The German excavations in the early 20th century, as I said, focused on the monumental buildings
of the late fourth millennium BC, so 3200 BC. And that suggested an extraordinary city with
buildings created by perhaps thousands of people coming together. So this was an image
of a major city at this time. And it really implanted in people's mind the idea of Uruk as
being the first city, one among several that would emerge, of course, on the flat alluvial
plains of southern Iraq. But Uruk seemed to be the preeminent site in terms of scale, but also,
of course, because it produced writing. We now know, however, in the decades of archaeological
work since those early excavations, that there were other settlements across the wider Middle East
that were also growing in scale in the late fifth, early fourth millennium BC.
So actually earlier than the excavations at Uruk had revealed.
Sites, for example, in North Syria, like Tel Brak, where over the last few decades,
archaeologists have understood a settlement that had emerged at that site around 4200 BC,
so a thousand years earlier than those excavations that the Germans had undertaken at Uruk,
where we see Tel Brak growing exponentially as populations move to the centre, move to the settlement,
and start building monumental architecture, and actually start to develop technologies in
recording and sealing, which again have their origins much, much earlier than had previously
been thought.

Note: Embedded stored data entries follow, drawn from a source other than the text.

//! Microphone capture
//!
//! cpal streams are not `Send`, so capture lives on the session's thread;
//! the stream callback only appends samples into a locked buffer.

use std::sync::{Arc, Mutex};

use cpal::traits::{DeviceTrait, HostTrait, StreamTrait};
use cpal::{SampleRate, Stream, StreamConfig};

use crate::{Error, Result};

/// Sample rate for capture (16kHz for speech)
pub const SAMPLE_RATE: u32 = 16000;

/// Source of microphone audio for a voice session
///
/// Abstracted so sessions can be driven by scripted audio in tests.
pub trait AudioSource {
    /// Whether an input device can be found at all
    fn is_available(&self) -> bool;

    /// Begin streaming audio into the internal buffer
    ///
    /// # Errors
    ///
    /// Returns an error if the capture device cannot be opened.
    fn start(&mut self) -> Result<()>;

    /// Stop streaming and discard the stream
    fn stop(&mut self);

    /// Drain the samples captured since the last call
    fn take_chunk(&mut self) -> Vec<f32>;
}

/// Check whether any audio input device is present
///
/// Session precondition: without a device the session goes straight to
/// its error state and never starts listening.
#[must_use]
pub fn input_device_available() -> bool {
    cpal::default_host().default_input_device().is_some()
}

/// Captures mono 16kHz audio from the default input device
pub struct MicCapture {
    config: Option<StreamConfig>,
    buffer: Arc<Mutex<Vec<f32>>>,
    stream: Option<Stream>,
}

impl MicCapture {
    /// Create a capture instance; device negotiation happens on `start`
    #[must_use]
    pub fn new() -> Self {
        Self {
            config: None,
            buffer: Arc::new(Mutex::new(Vec::new())),
            stream: None,
        }
    }

    fn negotiate_config() -> Result<StreamConfig> {
        let host = cpal::default_host();
        let device = host
            .default_input_device()
            .ok_or_else(|| Error::Audio("no input device available".to_string()))?;

        let supported = device
            .supported_input_configs()
            .map_err(|e| Error::Audio(e.to_string()))?
            .find(|c| {
                c.channels() == 1
                    && c.min_sample_rate() <= SampleRate(SAMPLE_RATE)
                    && c.max_sample_rate() >= SampleRate(SAMPLE_RATE)
            })
            .ok_or_else(|| Error::Audio("no suitable input config found".to_string()))?;

        let config = supported.with_sample_rate(SampleRate(SAMPLE_RATE)).config();

        tracing::debug!(
            device = device.name().unwrap_or_default(),
            sample_rate = SAMPLE_RATE,
            "microphone configured"
        );

        Ok(config)
    }
}

impl Default for MicCapture {
    fn default() -> Self {
        Self::new()
    }
}

impl AudioSource for MicCapture {
    fn is_available(&self) -> bool {
        input_device_available()
    }

    fn start(&mut self) -> Result<()> {
        if self.stream.is_some() {
            return Ok(());
        }

        if self.config.is_none() {
            self.config = Some(Self::negotiate_config()?);
        }
        let config = self
            .config
            .clone()
            .ok_or_else(|| Error::Audio("capture not configured".to_string()))?;

        let host = cpal::default_host();
        let device = host
            .default_input_device()
            .ok_or_else(|| Error::Audio("no input device".to_string()))?;

        let buffer = Arc::clone(&self.buffer);
        let stream = device
            .build_input_stream(
                &config,
                move |data: &[f32], _: &cpal::InputCallbackInfo| {
                    if let Ok(mut buf) = buffer.lock() {
                        buf.extend_from_slice(data);
                    }
                },
                |err| {
                    tracing::error!(error = %err, "microphone capture error");
                },
                None,
            )
            .map_err(|e| Error::Audio(e.to_string()))?;

        stream.play().map_err(|e| Error::Audio(e.to_string()))?;
        self.stream = Some(stream);

        tracing::debug!("microphone capture started");
        Ok(())
    }

    fn stop(&mut self) {
        if let Some(stream) = self.stream.take() {
            drop(stream);
            if let Ok(mut buf) = self.buffer.lock() {
                buf.clear();
            }
            tracing::debug!("microphone capture stopped");
        }
    }

    fn take_chunk(&mut self) -> Vec<f32> {
        self.buffer
            .lock()
            .map(|mut buf| std::mem::take(&mut *buf))
            .unwrap_or_default()
    }
}

/// Convert f32 samples to WAV bytes for STT APIs
///
/// # Errors
///
/// Returns an error if WAV encoding fails.
pub fn samples_to_wav(samples: &[f32], sample_rate: u32) -> Result<Vec<u8>> {
    let spec = hound::WavSpec {
        channels: 1,
        sample_rate,
        bits_per_sample: 16,
        sample_format: hound::SampleFormat::Int,
    };

    let mut cursor = std::io::Cursor::new(Vec::new());
    {
        let mut writer =
            hound::WavWriter::new(&mut cursor, spec).map_err(|e| Error::Audio(e.to_string()))?;

        for &sample in samples {
            // f32 [-1.0, 1.0] to i16
            #[allow(clippy::cast_possible_truncation)]
            let sample_i16 = (sample * 32767.0).clamp(-32768.0, 32767.0) as i16;
            writer
                .write_sample(sample_i16)
                .map_err(|e| Error::Audio(e.to_string()))?;
        }

        writer.finalize().map_err(|e| Error::Audio(e.to_string()))?;
    }

    Ok(cursor.into_inner())
}

#[cfg(test)]
mod tests {
    use super::*;

    #[test]
    fn wav_bytes_carry_riff_header() {
        let samples = vec![0.0f32; 160];
        let wav = samples_to_wav(&samples, SAMPLE_RATE).unwrap();
        assert_eq!(&wav[0..4], b"RIFF");
        assert_eq!(&wav[8..12], b"WAVE");
        assert!(wav.len() > 44);
    }

    #[test]
    fn wav_round_trips_through_hound() {
        let original = vec![0.0f32, 0.5, -0.5, 1.0, -1.0];
        let wav = samples_to_wav(&original, SAMPLE_RATE).unwrap();

        let mut reader = hound::WavReader::new(std::io::Cursor::new(wav)).unwrap();
        assert_eq!(reader.spec().sample_rate, SAMPLE_RATE);
        assert_eq!(reader.spec().channels, 1);
        let decoded: Vec<i16> = reader.samples::<i16>().map(|s| s.unwrap()).collect();
        assert_eq!(decoded.len(), original.len());
    }
}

That is so interesting, and I love that you mentioned Tel Brak there,
because we're definitely going to come back to that with the connections to Uruk.

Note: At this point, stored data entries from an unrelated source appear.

//! Voice command interpretation pipeline
//!
//! A raw transcript flows through normalization, intent classification,
//! task matching, and execution; the result is a spoken response and at
//! most one task store mutation.

mod handler;
mod intent;
mod matcher;
mod normalize;

pub use handler::{CommandHandler, CommandOutcome, Navigation};
pub use intent::{IntentKind, classify};
pub use matcher::find_by_keyword;
pub use normalize::normalize;
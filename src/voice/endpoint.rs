//! Utterance endpointing
//!
//! Segments the capture stream into one spoken utterance per listening
//! session using RMS energy: speech starts accumulation, sustained
//! silence after enough speech ends it. Recognition is one-shot and
//! non-continuous — partial results are never produced.

/// Minimum RMS energy to consider a chunk speech
const ENERGY_THRESHOLD: f32 = 0.03;

/// Minimum accumulated speech to accept an utterance (0.3s at 16kHz)
const MIN_SPEECH_SAMPLES: usize = 4800;

/// Trailing silence that ends an utterance (0.5s at 16kHz)
const SILENCE_SAMPLES: usize = 8000;

#[derive(Debug, Clone, Copy, PartialEq, Eq)]
enum EndpointState {
    /// Waiting for speech energy
    Quiet,
    /// Accumulating a candidate utterance
    Capturing,
}

/// Accumulates one utterance from streamed audio chunks
pub struct UtteranceDetector {
    state: EndpointState,
    buffer: Vec<f32>,
    speech_len: usize,
    silence_run: usize,
}

impl UtteranceDetector {
    /// New detector, waiting for speech
    #[must_use]
    pub const fn new() -> Self {
        Self {
            state: EndpointState::Quiet,
            buffer: Vec::new(),
            speech_len: 0,
            silence_run: 0,
        }
    }

    /// Feed a chunk of samples; returns true when a full utterance has
    /// been endpointed and can be taken
    pub fn process(&mut self, samples: &[f32]) -> bool {
        if samples.is_empty() {
            return false;
        }

        let energy = rms_energy(samples);
        let is_speech = energy > ENERGY_THRESHOLD;

        match self.state {
            EndpointState::Quiet => {
                if is_speech {
                    self.state = EndpointState::Capturing;
                    self.buffer.clear();
                    self.buffer.extend_from_slice(samples);
                    self.speech_len = samples.len();
                    self.silence_run = 0;
                    tracing::trace!(energy, "speech started");
                }
            }
            EndpointState::Capturing => {
                self.buffer.extend_from_slice(samples);

                if is_speech {
                    self.speech_len += samples.len();
                    self.silence_run = 0;
                } else {
                    self.silence_run += samples.len();
                }

                if self.silence_run > SILENCE_SAMPLES && self.speech_len > MIN_SPEECH_SAMPLES {
                    tracing::debug!(samples = self.buffer.len(), "utterance endpointed");
                    return true;
                }

                // Long silence without enough speech: false start
                if self.silence_run > SILENCE_SAMPLES * 2 {
                    tracing::trace!("false start, resetting");
                    self.reset();
                }
            }
        }

        false
    }

    /// Take the accumulated utterance, clearing the buffer
    pub fn take_utterance(&mut self) -> Vec<f32> {
        self.state = EndpointState::Quiet;
        self.speech_len = 0;
        self.silence_run = 0;
        std::mem::take(&mut self.buffer)
    }

    /// Discard any accumulated audio and wait for speech again
    pub fn reset(&mut self) {
        self.state = EndpointState::Quiet;
        self.buffer.clear();
        self.speech_len = 0;
        self.silence_run = 0;
    }
}

impl Default for UtteranceDetector {
    fn default() -> Self {
        Self::new()
    }
}

/// RMS energy of a sample block
#[allow(clippy::cast_precision_loss)]
fn rms_energy(samples: &[f32]) -> f32 {
    if samples.is_empty() {
        return 0.0;
    }
    let sum_squares: f32 = samples.iter().map(|s| s * s).sum();
    (sum_squares / samples.len() as f32).sqrt()
}

#[cfg(test)]
mod tests {
    use super::*;

    fn tone(duration_secs: f32, amplitude: f32) -> Vec<f32> {
        let n = (16000.0 * duration_secs) as usize;
        (0..n)
            .map(|i| {
                let t = i as f32 / 16000.0;
                amplitude * (2.0 * std::f32::consts::PI * 440.0 * t).sin()
            })
            .collect()
    }

    fn silence(duration_secs: f32) -> Vec<f32> {
        vec![0.0; (16000.0 * duration_secs) as usize]
    }

    #[test]
    fn energy_separates_speech_from_silence() {
        assert!(rms_energy(&silence(0.1)) < 0.001);
        assert!(rms_energy(&tone(0.1, 0.5)) > 0.3);
    }

    #[test]
    fn silence_alone_never_completes() {
        let mut detector = UtteranceDetector::new();
        assert!(!detector.process(&silence(2.0)));
        assert!(detector.take_utterance().is_empty());
    }

    #[test]
    fn speech_then_silence_completes_an_utterance() {
        let mut detector = UtteranceDetector::new();
        assert!(!detector.process(&tone(0.5, 0.3)));
        assert!(detector.process(&silence(0.6)));

        let utterance = detector.take_utterance();
        assert!(utterance.len() > MIN_SPEECH_SAMPLES);
    }

    #[test]
    fn take_resets_for_the_next_utterance() {
        let mut detector = UtteranceDetector::new();
        detector.process(&tone(0.5, 0.3));
        detector.process(&silence(0.6));
        detector.take_utterance();

        // A fresh cycle works the same way
        assert!(!detector.process(&tone(0.5, 0.3)));
        assert!(detector.process(&silence(0.6)));
    }

    #[test]
    fn short_blip_is_a_false_start() {
        let mut detector = UtteranceDetector::new();
        // 0.1s of speech is below the minimum, then a long silence
        assert!(!detector.process(&tone(0.1, 0.3)));
        assert!(!detector.process(&silence(1.5)));
        assert!(detector.take_utterance().len() < MIN_SPEECH_SAMPLES);
    }
}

But first of all, I'd like to focus in on these monumental buildings at Uruk from the 4th
millennium BC. If they've found these monumental buildings, they've done archaeological work on
these buildings, what sorts of monumental buildings were discovered at Uruk dating to
the 4th millennium BC? Well, they are extraordinary.
And I think this is what's excited so many people when this work in the early 20th century began to
be published, because they are on a scale that no one could imagine was possible at that date.
They're largely mud brick structures, though a few of them do incorporate stone, some with stone
foundations, some with stone elements into their walls. But the buildings themselves,
of which there are many in the centre of the city, are on a scale which, well, let me give
you an example. One which is known as Temple D. It has to be said, we're not very clear whether these are actually temples or
perhaps ceremonial buildings of some sort. That is comparable in scale, its floor plan is comparable
in scale to that of the Parthenon in Athens. Separated, of course, by many thousands of years
and the Parthenon built from stone, but they're a building of that size
made from mud brick, one among many at the centre of this city. Just one of many at that time. One
of many. Just to really emphasise, I guess also, once again, it kind of hints from the archaeology,
I love looking at this when looking at archaeology, whether it's in Orkney or wherever,
the amount of time and effort by the community at Uruk, we don't know
what form that time and effort was, was it people, free time or slavery, I'm guessing, but
the amounts of effort put into constructing a mud brick temple like that thousands of years before
the rise of Rome or something like that, it's absolutely fascinating, isn't it, when you put that into perspective when looking at ancient history. I think this again was what
excited the early archaeologists because they had to consider how you actually create a building on
that scale. So you have to start at a rather mundane level, of course, which is with the mud, with the clay. And you need to make thousands of bricks.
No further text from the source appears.